**Problem requirements:** Which of the lines in the data mention the string "MissingAsset"? List them all.

################

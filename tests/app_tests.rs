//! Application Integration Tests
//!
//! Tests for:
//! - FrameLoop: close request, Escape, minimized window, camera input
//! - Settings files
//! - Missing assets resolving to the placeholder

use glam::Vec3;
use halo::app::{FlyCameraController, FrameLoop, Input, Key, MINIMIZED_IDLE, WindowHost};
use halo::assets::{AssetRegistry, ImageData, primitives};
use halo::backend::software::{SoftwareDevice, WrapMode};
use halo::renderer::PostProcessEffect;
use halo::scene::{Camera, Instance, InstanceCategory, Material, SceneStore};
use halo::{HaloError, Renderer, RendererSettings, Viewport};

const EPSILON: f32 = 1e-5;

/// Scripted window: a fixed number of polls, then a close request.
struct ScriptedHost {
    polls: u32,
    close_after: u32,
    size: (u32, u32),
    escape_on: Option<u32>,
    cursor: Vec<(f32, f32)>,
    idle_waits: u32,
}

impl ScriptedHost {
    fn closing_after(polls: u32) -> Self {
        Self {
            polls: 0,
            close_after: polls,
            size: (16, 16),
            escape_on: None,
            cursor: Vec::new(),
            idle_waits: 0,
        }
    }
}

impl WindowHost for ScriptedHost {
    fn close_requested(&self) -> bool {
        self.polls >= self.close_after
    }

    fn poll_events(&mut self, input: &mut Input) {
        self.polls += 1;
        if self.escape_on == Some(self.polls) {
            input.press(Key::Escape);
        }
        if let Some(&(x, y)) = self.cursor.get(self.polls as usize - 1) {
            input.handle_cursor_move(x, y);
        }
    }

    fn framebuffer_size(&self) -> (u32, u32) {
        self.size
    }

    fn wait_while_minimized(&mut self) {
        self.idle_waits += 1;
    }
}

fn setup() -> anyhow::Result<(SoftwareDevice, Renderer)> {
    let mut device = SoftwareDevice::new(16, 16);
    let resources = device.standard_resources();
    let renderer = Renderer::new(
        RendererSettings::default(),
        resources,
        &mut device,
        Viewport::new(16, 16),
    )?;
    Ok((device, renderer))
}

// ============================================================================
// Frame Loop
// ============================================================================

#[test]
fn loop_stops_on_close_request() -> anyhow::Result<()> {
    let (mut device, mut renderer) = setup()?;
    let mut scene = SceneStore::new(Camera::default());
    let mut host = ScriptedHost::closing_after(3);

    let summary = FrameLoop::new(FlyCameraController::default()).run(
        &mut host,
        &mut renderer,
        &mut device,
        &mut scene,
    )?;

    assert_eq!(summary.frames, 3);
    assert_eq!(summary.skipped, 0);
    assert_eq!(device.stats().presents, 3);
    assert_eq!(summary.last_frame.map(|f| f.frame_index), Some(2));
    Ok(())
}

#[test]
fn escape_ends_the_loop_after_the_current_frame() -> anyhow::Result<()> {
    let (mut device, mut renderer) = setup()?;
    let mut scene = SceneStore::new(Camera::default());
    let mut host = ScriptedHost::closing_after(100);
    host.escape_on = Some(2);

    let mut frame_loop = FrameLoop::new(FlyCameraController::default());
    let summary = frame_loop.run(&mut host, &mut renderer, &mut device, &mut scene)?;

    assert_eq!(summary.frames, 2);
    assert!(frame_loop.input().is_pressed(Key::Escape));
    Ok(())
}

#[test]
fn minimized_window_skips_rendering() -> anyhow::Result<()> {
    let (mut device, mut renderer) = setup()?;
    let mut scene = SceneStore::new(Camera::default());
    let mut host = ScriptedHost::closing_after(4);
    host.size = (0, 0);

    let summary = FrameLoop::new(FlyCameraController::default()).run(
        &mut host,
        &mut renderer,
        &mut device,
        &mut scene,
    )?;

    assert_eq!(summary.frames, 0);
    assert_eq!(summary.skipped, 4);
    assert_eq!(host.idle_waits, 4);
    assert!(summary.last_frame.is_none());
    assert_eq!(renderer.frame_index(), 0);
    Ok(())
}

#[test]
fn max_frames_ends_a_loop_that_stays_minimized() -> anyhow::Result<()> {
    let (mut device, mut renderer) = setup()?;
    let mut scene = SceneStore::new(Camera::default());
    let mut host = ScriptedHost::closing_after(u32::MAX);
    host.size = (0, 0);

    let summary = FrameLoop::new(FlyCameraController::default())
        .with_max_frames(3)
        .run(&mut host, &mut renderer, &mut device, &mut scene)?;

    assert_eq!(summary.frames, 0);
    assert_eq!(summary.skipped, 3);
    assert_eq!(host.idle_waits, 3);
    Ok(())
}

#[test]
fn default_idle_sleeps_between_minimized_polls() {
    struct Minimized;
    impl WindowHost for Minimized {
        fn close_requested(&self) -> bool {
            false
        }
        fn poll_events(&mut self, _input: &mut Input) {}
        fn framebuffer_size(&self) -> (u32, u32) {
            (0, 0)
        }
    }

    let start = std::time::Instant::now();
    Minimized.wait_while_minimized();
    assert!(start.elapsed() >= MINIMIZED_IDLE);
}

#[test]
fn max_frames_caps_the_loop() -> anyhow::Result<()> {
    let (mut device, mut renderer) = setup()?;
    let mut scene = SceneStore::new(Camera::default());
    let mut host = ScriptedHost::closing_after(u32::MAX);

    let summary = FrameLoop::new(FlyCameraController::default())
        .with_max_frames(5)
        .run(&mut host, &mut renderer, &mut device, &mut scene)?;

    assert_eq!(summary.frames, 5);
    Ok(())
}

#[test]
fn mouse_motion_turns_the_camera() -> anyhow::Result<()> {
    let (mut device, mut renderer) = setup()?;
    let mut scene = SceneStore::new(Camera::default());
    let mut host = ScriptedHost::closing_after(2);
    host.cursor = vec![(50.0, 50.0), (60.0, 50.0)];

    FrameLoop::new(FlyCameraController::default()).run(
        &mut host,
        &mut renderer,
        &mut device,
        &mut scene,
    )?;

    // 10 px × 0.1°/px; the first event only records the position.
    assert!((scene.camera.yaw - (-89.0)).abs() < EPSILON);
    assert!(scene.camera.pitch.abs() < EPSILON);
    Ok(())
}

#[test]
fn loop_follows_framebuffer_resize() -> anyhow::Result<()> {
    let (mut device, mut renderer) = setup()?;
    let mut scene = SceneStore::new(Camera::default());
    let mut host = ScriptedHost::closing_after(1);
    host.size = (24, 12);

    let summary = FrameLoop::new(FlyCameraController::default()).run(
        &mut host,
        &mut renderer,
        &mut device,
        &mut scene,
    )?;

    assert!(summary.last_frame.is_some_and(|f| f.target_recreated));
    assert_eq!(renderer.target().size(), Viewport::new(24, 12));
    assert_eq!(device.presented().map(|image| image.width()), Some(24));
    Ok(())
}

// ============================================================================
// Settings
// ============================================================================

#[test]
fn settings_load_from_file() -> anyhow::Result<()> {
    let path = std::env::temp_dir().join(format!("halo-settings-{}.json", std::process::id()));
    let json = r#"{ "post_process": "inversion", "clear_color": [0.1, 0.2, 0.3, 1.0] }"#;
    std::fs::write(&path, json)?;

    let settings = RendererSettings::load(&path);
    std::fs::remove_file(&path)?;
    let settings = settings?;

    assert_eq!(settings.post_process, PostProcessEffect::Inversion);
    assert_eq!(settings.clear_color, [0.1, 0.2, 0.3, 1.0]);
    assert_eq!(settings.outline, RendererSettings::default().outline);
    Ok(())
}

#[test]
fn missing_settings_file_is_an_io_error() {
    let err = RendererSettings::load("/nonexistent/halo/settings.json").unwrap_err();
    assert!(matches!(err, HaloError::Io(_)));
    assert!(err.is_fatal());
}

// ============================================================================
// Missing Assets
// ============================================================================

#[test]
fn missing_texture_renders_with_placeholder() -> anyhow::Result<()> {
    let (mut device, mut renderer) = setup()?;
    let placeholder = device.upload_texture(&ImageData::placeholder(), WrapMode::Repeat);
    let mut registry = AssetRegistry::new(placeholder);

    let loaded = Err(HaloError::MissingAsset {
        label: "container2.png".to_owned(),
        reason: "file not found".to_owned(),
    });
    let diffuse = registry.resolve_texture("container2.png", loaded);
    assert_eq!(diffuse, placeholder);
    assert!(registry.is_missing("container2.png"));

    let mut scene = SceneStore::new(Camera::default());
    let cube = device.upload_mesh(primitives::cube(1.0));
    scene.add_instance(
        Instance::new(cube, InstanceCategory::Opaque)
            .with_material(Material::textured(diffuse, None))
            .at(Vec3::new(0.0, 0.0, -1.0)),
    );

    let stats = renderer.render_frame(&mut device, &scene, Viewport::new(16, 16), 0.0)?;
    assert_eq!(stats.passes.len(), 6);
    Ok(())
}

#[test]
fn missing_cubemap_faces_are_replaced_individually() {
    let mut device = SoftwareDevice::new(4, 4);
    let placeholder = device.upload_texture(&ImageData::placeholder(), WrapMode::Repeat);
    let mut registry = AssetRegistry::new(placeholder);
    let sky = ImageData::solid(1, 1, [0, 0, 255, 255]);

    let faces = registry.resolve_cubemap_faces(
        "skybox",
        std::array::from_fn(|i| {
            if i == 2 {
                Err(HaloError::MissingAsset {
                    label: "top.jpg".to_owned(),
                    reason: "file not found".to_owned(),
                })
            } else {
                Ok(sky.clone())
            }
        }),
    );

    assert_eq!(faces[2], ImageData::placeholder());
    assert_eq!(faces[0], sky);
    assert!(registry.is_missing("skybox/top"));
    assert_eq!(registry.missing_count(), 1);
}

################

**Response to this exercise:**
    let loaded = Err(HaloError::MissingAsset {
                Err(HaloError::MissingAsset {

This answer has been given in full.